Picture a high school hallway filled with teens of every color, background — teens of similar insecurities. Each assumes they are the target, rebuffing advances and insults from those around them, slouching against their lockers as if a bullseye is emblazoned on their forehead, each feeling vulnerable and persecuted, blaming other teens for those feelings, when, in truth, the aggressor never even thinks of the impact on the victim.
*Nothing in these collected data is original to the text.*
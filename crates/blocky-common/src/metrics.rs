//! Metrics for the Blocky controller
//!
//! OpenTelemetry instruments for:
//! - Reconcile duration and errors
//! - Writes to the managed Deployment

use once_cell::sync::Lazy;
use opentelemetry::global;
use opentelemetry::metrics::{Counter, Histogram, Meter};
use opentelemetry::KeyValue;

/// Global meter for Blocky metrics
static METER: Lazy<Meter> = Lazy::new(|| global::meter("blocky"));

/// Histogram of reconcile duration
///
/// Labels:
/// - `result`: success, error
pub static RECONCILE_DURATION: Lazy<Histogram<f64>> = Lazy::new(|| {
    METER
        .f64_histogram("blocky_reconcile_duration_seconds")
        .with_description("Duration of Blocky reconciliation in seconds")
        .with_unit("s")
        .build()
});

/// Counter of reconcile errors
///
/// Labels:
/// - `error_type`: value of `Error::kind()`
pub static RECONCILE_ERRORS: Lazy<Counter<u64>> = Lazy::new(|| {
    METER
        .u64_counter("blocky_reconcile_errors_total")
        .with_description("Total number of Blocky reconciliation errors")
        .with_unit("{errors}")
        .build()
});

/// Counter of writes to managed Deployments
///
/// Labels:
/// - `operation`: create, update
pub static WORKLOAD_WRITES: Lazy<Counter<u64>> = Lazy::new(|| {
    METER
        .u64_counter("blocky_workload_writes_total")
        .with_description("Total number of Deployment writes issued by the controller")
        .with_unit("{writes}")
        .build()
});

/// Kind of write issued against a managed Deployment
#[derive(Debug, Clone, Copy, PartialEq, Eq)]
pub enum WorkloadWrite {
    /// Deployment was created
    Create,
    /// Deployment was replaced
    Update,
}

impl WorkloadWrite {
    /// Convert to label value
    pub fn as_str(&self) -> &'static str {
        match self {
            Self::Create => "create",
            Self::Update => "update",
        }
    }
}

/// Record one Deployment write
pub fn record_workload_write(write: WorkloadWrite) {
    WORKLOAD_WRITES.add(1, &[KeyValue::new("operation", write.as_str())]);
}

/// Times a single reconcile
pub struct ReconcileTimer {
    start: std::time::Instant,
}

impl ReconcileTimer {
    /// Start timing a reconciliation
    pub fn start() -> Self {
        Self {
            start: std::time::Instant::now(),
        }
    }

    /// Record successful completion
    pub fn success(self) {
        RECONCILE_DURATION.record(
            self.start.elapsed().as_secs_f64(),
            &[KeyValue::new("result", "success")],
        );
    }

    /// Record error completion
    pub fn error(self, error_type: &'static str) {
        RECONCILE_DURATION.record(
            self.start.elapsed().as_secs_f64(),
            &[KeyValue::new("result", "error")],
        );
        RECONCILE_ERRORS.add(1, &[KeyValue::new("error_type", error_type)]);
    }
}
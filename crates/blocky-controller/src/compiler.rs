//! Blocky to Deployment compilation
//!
//! `compile_deployment` is pure: the same Blocky and image always produce the
//! same Deployment (label maps are `BTreeMap`, so serialization order is
//! fixed). Drift is judged on a small structural projection of the object
//! rather than a deep comparison, because the API server fills in defaults
//! the compiler never sets.

use std::collections::BTreeMap;

use k8s_openapi::api::apps::v1::{Deployment, DeploymentSpec};
use k8s_openapi::api::core::v1::{
    Capabilities, Container, ContainerPort, PodSecurityContext, PodSpec, PodTemplateSpec,
    SeccompProfile, SecurityContext,
};
use k8s_openapi::apimachinery::pkg::apis::meta::v1::{LabelSelector, ObjectMeta, OwnerReference};
use kube::Resource;

use blocky_common::crd::Blocky;
use blocky_common::{Error, Result, CONTROLLER_NAME};

/// Name of the operand container and of its port
pub const CONTAINER_NAME: &str = "blocky";

/// UID the operand runs as
const RUN_AS_USER: i64 = 1001;

/// Longest value Kubernetes accepts for a label
const MAX_LABEL_VALUE_LEN: usize = 63;

/// Compile the Deployment a Blocky should own
///
/// The Deployment has the Blocky's name and namespace, `size` replicas, one
/// container exposing `containerPort`, and a controller owner reference back
/// to the Blocky. Fails only when the Blocky lacks name, namespace or uid.
pub fn compile_deployment(blocky: &Blocky, image: &str) -> Result<Deployment> {
    let name = blocky
        .meta()
        .name
        .clone()
        .ok_or_else(|| Error::validation("Blocky is missing metadata.name"))?;
    let namespace = blocky.meta().namespace.clone().ok_or_else(|| {
        Error::validation_for_field(&name, "metadata.namespace", "Blocky is missing a namespace")
    })?;
    let uid = blocky.meta().uid.clone().ok_or_else(|| {
        Error::validation_for_field(&name, "metadata.uid", "Blocky has not been persisted yet")
    })?;

    let labels = labels_for(&name, image);

    let owner = OwnerReference {
        api_version: Blocky::api_version(&()).to_string(),
        kind: Blocky::kind(&()).to_string(),
        name: name.clone(),
        uid,
        controller: Some(true),
        block_owner_deletion: Some(true),
    };

    let container = Container {
        name: CONTAINER_NAME.to_string(),
        image: Some(image.to_string()),
        image_pull_policy: Some("IfNotPresent".to_string()),
        ports: Some(vec![ContainerPort {
            name: Some(CONTAINER_NAME.to_string()),
            container_port: blocky.spec.container_port,
            ..Default::default()
        }]),
        security_context: Some(SecurityContext {
            run_as_non_root: Some(true),
            run_as_user: Some(RUN_AS_USER),
            allow_privilege_escalation: Some(false),
            capabilities: Some(Capabilities {
                drop: Some(vec!["ALL".to_string()]),
                ..Default::default()
            }),
            ..Default::default()
        }),
        ..Default::default()
    };

    Ok(Deployment {
        metadata: ObjectMeta {
            name: Some(name),
            namespace: Some(namespace),
            labels: Some(labels.clone()),
            owner_references: Some(vec![owner]),
            ..Default::default()
        },
        spec: Some(DeploymentSpec {
            replicas: Some(blocky.spec.size),
            selector: LabelSelector {
                match_labels: Some(labels.clone()),
                ..Default::default()
            },
            template: PodTemplateSpec {
                metadata: Some(ObjectMeta {
                    labels: Some(labels),
                    ..Default::default()
                }),
                spec: Some(PodSpec {
                    security_context: Some(PodSecurityContext {
                        run_as_non_root: Some(true),
                        seccomp_profile: Some(SeccompProfile {
                            type_: "RuntimeDefault".to_string(),
                            ..Default::default()
                        }),
                        ..Default::default()
                    }),
                    containers: vec![container],
                    ..Default::default()
                }),
            },
            ..Default::default()
        }),
        ..Default::default()
    })
}

/// Recommended app.kubernetes.io labels for a Blocky's workload
fn labels_for(name: &str, image: &str) -> BTreeMap<String, String> {
    let mut labels = BTreeMap::new();
    labels.insert("app.kubernetes.io/name".to_string(), "Blocky".to_string());
    labels.insert("app.kubernetes.io/instance".to_string(), name.to_string());
    labels.insert(
        "app.kubernetes.io/part-of".to_string(),
        CONTROLLER_NAME.to_string(),
    );
    labels.insert(
        "app.kubernetes.io/managed-by".to_string(),
        CONTROLLER_NAME.to_string(),
    );
    if let Some(tag) = image_tag(image) {
        labels.insert("app.kubernetes.io/version".to_string(), tag.to_string());
    }
    labels
}

/// Tag of an image reference, ignoring registry ports and digests
fn image_tag(image: &str) -> Option<&str> {
    let without_digest = image.split('@').next().unwrap_or(image);
    let last_segment = without_digest.rsplit('/').next().unwrap_or(without_digest);
    last_segment
        .split_once(':')
        .map(|(_, tag)| tag)
        .filter(|tag| !tag.is_empty() && tag.len() <= MAX_LABEL_VALUE_LEN)
}

/// Controller owner reference fields that link a Deployment to its Blocky
#[derive(Clone, Debug, PartialEq, Eq)]
pub struct OwnerLink {
    /// Owner apiVersion
    pub api_version: String,
    /// Owner kind
    pub kind: String,
    /// Owner name
    pub name: String,
    /// Owner uid
    pub uid: String,
}

/// The fields of a Deployment the controller owns
#[derive(Clone, Debug, PartialEq, Eq)]
pub struct WorkloadShape {
    /// `spec.replicas`
    pub replicas: Option<i32>,
    /// Container port of the operand container
    pub container_port: Option<i32>,
    /// The controller owner reference, if any
    pub owner: Option<OwnerLink>,
}

impl WorkloadShape {
    /// Project a Deployment onto its structural fields
    pub fn of(deployment: &Deployment) -> Self {
        let spec = deployment.spec.as_ref();
        let container_port = spec
            .and_then(|s| s.template.spec.as_ref())
            .and_then(|pod| pod.containers.iter().find(|c| c.name == CONTAINER_NAME))
            .and_then(|c| c.ports.as_ref())
            .and_then(|ports| ports.first())
            .map(|p| p.container_port);
        let owner = deployment
            .metadata
            .owner_references
            .iter()
            .flatten()
            .find(|r| r.controller == Some(true))
            .map(|r| OwnerLink {
                api_version: r.api_version.clone(),
                kind: r.kind.clone(),
                name: r.name.clone(),
                uid: r.uid.clone(),
            });

        Self {
            replicas: spec.and_then(|s| s.replicas),
            container_port,
            owner,
        }
    }
}

/// Whether the observed Deployment differs from the target on owned fields
pub fn has_drift(observed: &Deployment, target: &Deployment) -> bool {
    WorkloadShape::of(observed) != WorkloadShape::of(target)
}

/// Update object for a drifted Deployment
///
/// Starts from `observed` (keeping its resourceVersion and any server-side
/// or third-party fields) and replaces only the structural fields with the
/// target's values.
pub fn overlay_structural(observed: &Deployment, target: &Deployment) -> Deployment {
    let mut updated = observed.clone();
    updated.status = None;

    let target_controller = target
        .metadata
        .owner_references
        .iter()
        .flatten()
        .find(|r| r.controller == Some(true))
        .cloned();
    let mut owners: Vec<OwnerReference> = updated
        .metadata
        .owner_references
        .take()
        .unwrap_or_default()
        .into_iter()
        .filter(|r| r.controller != Some(true))
        .collect();
    owners.extend(target_controller);
    updated.metadata.owner_references = Some(owners);

    let Some(target_spec) = target.spec.as_ref() else {
        return updated;
    };
    let spec = updated.spec.get_or_insert_with(|| target_spec.clone());
    spec.replicas = target_spec.replicas;

    let Some(target_container) = target_spec
        .template
        .spec
        .as_ref()
        .and_then(|pod| pod.containers.iter().find(|c| c.name == CONTAINER_NAME))
    else {
        return updated;
    };
    match spec.template.spec.as_mut() {
        Some(pod) => match pod.containers.iter_mut().find(|c| c.name == CONTAINER_NAME) {
            Some(container) => container.ports = target_container.ports.clone(),
            None => pod.containers.push(target_container.clone()),
        },
        None => spec.template.spec = target_spec.template.spec.clone(),
    }

    updated
}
The secret of teens is this: everyone is worried about themselves, no one sees the victims they create with their terrible, inconsiderate and hurtful behavior. Teens are too self-absorbed to understand the comments coming their way have nothing to do with them. Try sharing this in a talk over dinner, I think you’ll find teens will continue to dwell on their emotions and reverse the direction of the conversation so it points back to themselves. They can’t detach and deflect…not yet, or not at least well. That’s why I work so hard to not raise my kids to be Sheeple.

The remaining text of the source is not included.